Converting pdf to text

Ask specific questions about your target languages. Beginner questions welcome!
User avatar
tommus
Blue Belt
Posts: 957
Joined: Sat Jul 04, 2015 3:59 pm
Location: Kingston, ON, Canada
Languages: English (N), French (B2), Dutch (B2)
x 1937

Re: Converting pdf to text

Postby tommus » Thu Mar 02, 2017 8:47 pm

rdearman wrote:You can use imagemagik for the conversion and do them in mass. http://www.imagemagick.org/script/index.php

I have imagemagick but I'm not very "fluent" with it. The GUI version mainly just displays images. The command-line version is much more powerful but has so many commands and options that it has a considerable learning curve. However, it is dead simple once you figure out what you have to do to convert a bunch of TIFs to a single PDF.

magick *.tif a.pdf

Then you can drop a.pdf into Google Drive and open it in Google Docs.

I thought that magick *.tif *.pdf would convert each tif to a single pdf, but that won't run.

And I thought that magick *.tif -append a.pdf would put all the TIFs into a single PDF. It does, but the size of the text/font is extremely tiny (about 1/10th). Strange.

Anyway, magick *.tif a.pdf works just fine. Thanks rdearman. That speeds up the process.
1 x
Dutch: 01 September -> 31 December 2020
Watch 1000 Dutch TV Series Videos : 40 / 1000

User avatar
coldrainwater
Blue Belt
Posts: 686
Joined: Sun Jan 01, 2017 4:53 am
Location: Magnolia, TX
Languages: EN(N), ES(rusty), DE(), FR(studies)
Language Log: https://forum.language-learners.org/vie ... =15&t=7636
x 2381

Re: Converting pdf to text

Postby coldrainwater » Fri Mar 17, 2017 4:09 am

For some time, we used pdf to excel converters until we outgrew them. It may not help you with this project, but now when I need to parse PDF documents, I rely on a .NET C# library called itextsharp. It is free and you can choose which 75 pages of text you wish to try. With higher quality and more regular PDF documents, I have even had success with simple regular expression libraries (after converting via itextsharp) to extract the patterns that I am most interested in.

For the record, you can also count me amongst the group that loves PDFTK. Very powerful tool. Most often I have used it to burst large PDF documents into single pages.

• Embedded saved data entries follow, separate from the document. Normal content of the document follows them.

use reqwest::StatusCode;
use reqwest::header::ACCEPT;
use serde::Deserialize;
use serde::de::DeserializeOwned;
use serde_json::json;

use crate::config::Config;
use crate::error::Error;
use crate::gateway::{ApiGateway, AuthorizationRedirect};
use crate::types::{
    CheckinReceipt, CheckoutReceipt, FaydaId, Host, NewCheckin, VisitId, VisitRecord,
    VisitorIdentity,
};

pub(crate) const NO_ACTIVE_VISIT: &str = "No active visit found for this Fayda ID";

/// HTTP client for the visitor-access backend.
pub struct ApiClient {
    config: Config,
    http: reqwest::Client,
}

#[derive(Deserialize)]
struct ErrorBody {
    #[serde(default)]
    error: Option<String>,
}

impl ApiClient {
    /// Create a client with the configured request timeout.
    ///
    /// # Errors
    ///
    /// Returns [`Error::Config`] if the TLS backend cannot be initialised.
    pub fn new(config: Config) -> Result<Self, Error> {
        let http = reqwest::Client::builder()
            .timeout(config.request_timeout())
            .build()
            .map_err(|e| Error::Config(format!("http client: {e}")))?;
        Ok(Self { config, http })
    }

    /// Use a custom HTTP client (for connection pool reuse or testing).
    #[must_use]
    pub fn with_http_client(mut self, client: reqwest::Client) -> Self {
        self.http = client;
        self
    }

    #[must_use]
    pub fn config(&self) -> &Config {
        &self.config
    }

    async fn get<T: DeserializeOwned>(&self, endpoint: &'static str) -> Result<T, Error> {
        let url = self.config.api_url(endpoint)?;
        tracing::debug!(%url, "GET");
        let response = self
            .http
            .get(url)
            .header(ACCEPT, "application/json")
            .send()
            .await?;
        let response = Self::ensure_success(response, endpoint).await?;
        response.json::<T>().await.map_err(Into::into)
    }

    async fn post(
        &self,
        endpoint: &'static str,
        body: &serde_json::Value,
    ) -> Result<reqwest::Response, Error> {
        let url = self.config.api_url(endpoint)?;
        tracing::debug!(%url, "POST");
        self.http
            .post(url)
            .header(ACCEPT, "application/json")
            .json(body)
            .send()
            .await
            .map_err(Into::into)
    }

    async fn post_json<T: DeserializeOwned>(
        &self,
        endpoint: &'static str,
        body: &serde_json::Value,
    ) -> Result<T, Error> {
        let response = self.post(endpoint, body).await?;
        let response = Self::ensure_success(response, endpoint).await?;
        response.json::<T>().await.map_err(Into::into)
    }

    /// Returns the response on 2xx, otherwise [`Error::Server`] with the backend's
    /// `error` message or the HTTP status line.
    async fn ensure_success(
        response: reqwest::Response,
        endpoint: &'static str,
    ) -> Result<reqwest::Response, Error> {
        let status = response.status();
        tracing::debug!(endpoint, status = status.as_u16(), "backend response");
        if status.is_success() {
            return Ok(response);
        }
        let body = response.text().await.unwrap_or_default();
        let message = server_message(status, &body);
        tracing::warn!(endpoint, status = status.as_u16(), error = %message, "backend request failed");
        Err(Error::Server(message))
    }
}

fn server_message(status: StatusCode, body: &str) -> String {
    serde_json::from_str::<ErrorBody>(body)
        .ok()
        .and_then(|b| b.error)
        .filter(|e| !e.is_empty())
        .unwrap_or_else(|| status_line(status))
}

fn status_line(status: StatusCode) -> String {
    format!(
        "HTTP {}: {}",
        status.as_u16(),
        status.canonical_reason().unwrap_or("Unknown Status")
    )
}

impl ApiGateway for ApiClient {
    async fn test_connection(&self) -> Result<bool, Error> {
        let url = self.config.api_url("hosts/")?;
        let response = self
            .http
            .get(url)
            .header(ACCEPT, "application/json")
            .send()
            .await?;
        let status = response.status();
        tracing::debug!(status = status.as_u16(), "API connection test");
        if !status.is_success() {
            tracing::warn!(status = status.as_u16(), "API connection test failed");
        }
        Ok(status.is_success())
    }

    async fn list_hosts(&self) -> Result<Vec<Host>, Error> {
        let hosts: Vec<Host> = self.get("hosts/").await?;
        tracing::debug!(count = hosts.len(), "hosts loaded");
        Ok(hosts)
    }

    async fn initiate_oidc(&self, fayda_id: &FaydaId) -> Result<AuthorizationRedirect, Error> {
        let body = json!({ "fayda_id": fayda_id.as_str(), "auth_type": "full" });
        self.post_json("oidc/initiate/", &body).await
    }

    async fn exchange_code(&self, code: &str, state: &str) -> Result<VisitorIdentity, Error> {
        let body = json!({ "code": code, "state": state });
        self.post_json("oidc/callback/", &body).await
    }

    async fn create_checkin(&self, checkin: &NewCheckin) -> Result<CheckinReceipt, Error> {
        let body = serde_json::to_value(checkin).map_err(|e| Error::Decode(e.to_string()))?;
        self.post_json("checkin/", &body).await
    }

    async fn find_active_visit(&self, fayda_id: &FaydaId) -> Result<VisitRecord, Error> {
        let body = json!({ "fayda_id": fayda_id.as_str() });
        let response = self.post("checkout/find-active/", &body).await?;
        if response.status() == StatusCode::NOT_FOUND {
            tracing::debug!(fayda_id = %fayda_id.masked(), "no active visit");
            return Err(Error::NotFound(NO_ACTIVE_VISIT.into()));
        }
        let response = Self::ensure_success(response, "checkout/find-active/").await?;
        response.json::<VisitRecord>().await.map_err(Into::into)
    }

    async fn checkout(&self, visit_id: VisitId, fayda_id: &str) -> Result<CheckoutReceipt, Error> {
        let body = json!({ "visit_id": visit_id, "fayda_id": fayda_id });
        self.post_json("checkout/", &body).await
    }
}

If you can find a pattern, you can typically reduce the amount of manual work you need to do to a very manageable subset of the original task.
2 x

User avatar
MorkTheFiddle
Black Belt - 2nd Dan
Posts: 2113
Joined: Sat Jul 18, 2015 8:59 pm
Location: North Texas USA
Languages: English (N). Read (only) French and Spanish. Studying Ancient Greek. Studying a bit of Latin. Once studied Old Norse. Dabbled in Catalan, Provençal and Italian.
Language Log: https://forum.language-learners.org/vie ... 11#p133911
x 4822

Re: Converting pdf to text

Postby MorkTheFiddle » Fri Mar 17, 2017 5:35 pm

coldrainwater wrote:For some time, we used pdf to excel converters until we outgrew them. It may not help you with this project, but now when I need to parse PDF documents, I rely on a .NET C# library called itextsharp. It is free and you can choose which 75 pages of text you wish to try. With higher quality and more regular PDF documents, I have even had success with simple regular expression libraries (after converting via itextsharp) to extract the patterns that I am most interested in.

For the record, you can also count me amongst the group that loves PDFTK. Very powerful tool. Most often I have used it to burst large PDF documents into single pages.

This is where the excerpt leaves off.